Valerie Jane was born in Chicago, Illinois on the eighth day of the eighth month of the eightieth year. As a baby, Valerie always ate all the food she was assigned to eat. This made her mother very happy. Valerie liked making people happy and she liked eating.
When she was still very young, her family moved to Georgia. Accepting her new home in the south was not always easy but over time the city of Atlanta grew on her, like kudzu. If you listen closely to Valerie’s soft voice, you will catch utterances of her native dialect such as “you guys” and “soda pop”.
Valerie is a (textbook) middle child and she is quite comfortable with that. It’s true she was shy and self-effacing at school, but at home she was a shameless attention seeker. Valerie performed stand-up routines and literary re-enactments for her family. She and her sisters checked out plays from the library and put on full productions for their parents, complete with wardrobe and props (though mostly performed on-book). She participated in other inspired roles with her sisters such as a Julia Child influenced cooking show, improvised sketches based on General Hospital characters, dozens of Lay’s potato chip’s “Bet you can’t eat just one” commercials, and an original courtroom drama featuring lawyers on roller skates—aptly named “Roller Skate Court”.
A lot of this excitement was inspired by Valerie’s very talented mother, who is a playwright and spoken word artist. She loved going to see productions of her mother’s plays. A big thrill came from knowing that everything she saw and heard on stage had been typed by her mother on the word processor at home. Growing up, Valerie followed by example and started writing poetry, not all of it deserving of an audience (i.e. adolescence). Writing became more than just a hobby for Valerie, it was her joy. She wrote short stories, mad libs, and even weird fan fiction about her co-workers.

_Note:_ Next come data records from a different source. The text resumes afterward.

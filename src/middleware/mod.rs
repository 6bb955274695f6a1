//! # 미들웨어 모듈
//!
//! - `auth`: JWT 발급/검증과 현재 사용자 추출자(`AuthUser`, `MaybeAuthUser`)

pub mod auth;
//! # 페이지네이션 모델
//!
//! 목록 API(레시피, 사용자, 구독)는 페이지 번호 기반으로 나뉩니다.
//!
//! ```text
//! GET /api/recipes?page=2&limit=6
//! → { "count": 14, "next": 3, "previous": 1, "results": [...] }
//! ```

use serde::{Deserialize, Serialize};

/// `limit`의 상한값
pub const MAX_PAGE_SIZE: i64 = 100;

/// 쿼리 문자열의 `page`/`limit` 값
#[derive(Debug, Clone, Copy, Default, Deserialize)]
pub struct PageParams {
    /// 1부터 시작하는 페이지 번호
    pub page: Option<i64>,
    /// 페이지 크기. 없으면 설정값(`PAGE_SIZE`)을 사용합니다.
    pub limit: Option<i64>,
}

/// 실제 SQL에 넣을 LIMIT/OFFSET으로 해석된 페이지 정보
#[derive(Debug, Clone, Copy, PartialEq, Eq)]
pub struct PageWindow {
    pub page: i64,
    pub size: i64,
}

impl PageWindow {
    /// SQL OFFSET 값. 아주 큰 페이지 번호는 i64 최댓값에서 멈추므로 빈 페이지가 됩니다.
    pub fn offset(&self) -> i64 {
        (self.page - 1).saturating_mul(self.size)
    }
}

impl PageParams {
    /// 잘못된 값(0, 음수)은 기본값으로, 너무 큰 limit은 상한값으로 보정합니다.
    pub fn window(&self, default_size: i64) -> PageWindow {
        let page = self.page.filter(|p| *p > 0).unwrap_or(1);
        let size = self
            .limit
            .filter(|l| *l > 0)
            .unwrap_or(default_size)
            .clamp(1, MAX_PAGE_SIZE);
        PageWindow { page, size }
    }
}

/// 한 페이지 분량의 결과
#[derive(Debug, Serialize)]
pub struct Page<T> {
    /// 전체 항목 수
    pub count: i64,
    /// 다음 페이지 번호 (마지막 페이지면 null)
    pub next: Option<i64>,
    /// 이전 페이지 번호 (첫 페이지면 null)
    pub previous: Option<i64>,
    pub results: Vec<T>,
}

impl<T> Page<T> {
    pub fn new(results: Vec<T>, count: i64, window: PageWindow) -> Self {
        let next = (window.page.saturating_mul(window.size) < count).then_some(window.page + 1);
        let previous = (window.page > 1).then_some(window.page - 1);
        Self {
            count,
            next,
            previous,
            results,
        }
    }
}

Her desire to write made it easy for her to spend (an unpremeditated) nine and a half years in college. She first pursued a degree in Forensic Behavioral Science, hoping that her intrigue into the human psyche compounded with her overwhelming sense of empathy could assist in the pursuit of criminal justice reform. After a few years she felt discouraged and disenchanted by the seemingly hopeless tasks of saving the world from the systemic problems plaguing the justice system. Maybe there was another way to effect meaningful change?
In 2008 Valerie changed majors and universities. A swift six years later, she had earned/purchased her very own Bachelor’s degree in Film and Video. Her studies focused primarily on television and new media. She has a minor in Theatre.
Valerie has worked professionally in hospitality for 20 years, informing much of her writing. That is to say, she has a close and complicated relationship with humanity.
In 2013 Valerie began studying and performing improv, falling madly in love with this new milieu. In this world where fear existed but didn’t hold any power, she soon found herself performing stand-up comedy and spoken word at open mics across Atlanta. In November ’14 she was the featured poet at Java Monkey Speaks in Decatur and has been billed on comedy shows at Home Grown Ga in Reynoldstown and Atlanta’s first ever Ladyfest Atlanta.
In February 2016, Valerie and her younger sister, Helen, started a podcast, Falling in Love Montage, dedicated to critical discussions of the implications, reservations, and celebrations of “Chick Flicks”.
More than anything in the world, Valerie wants her dog to live forever a career writing for television.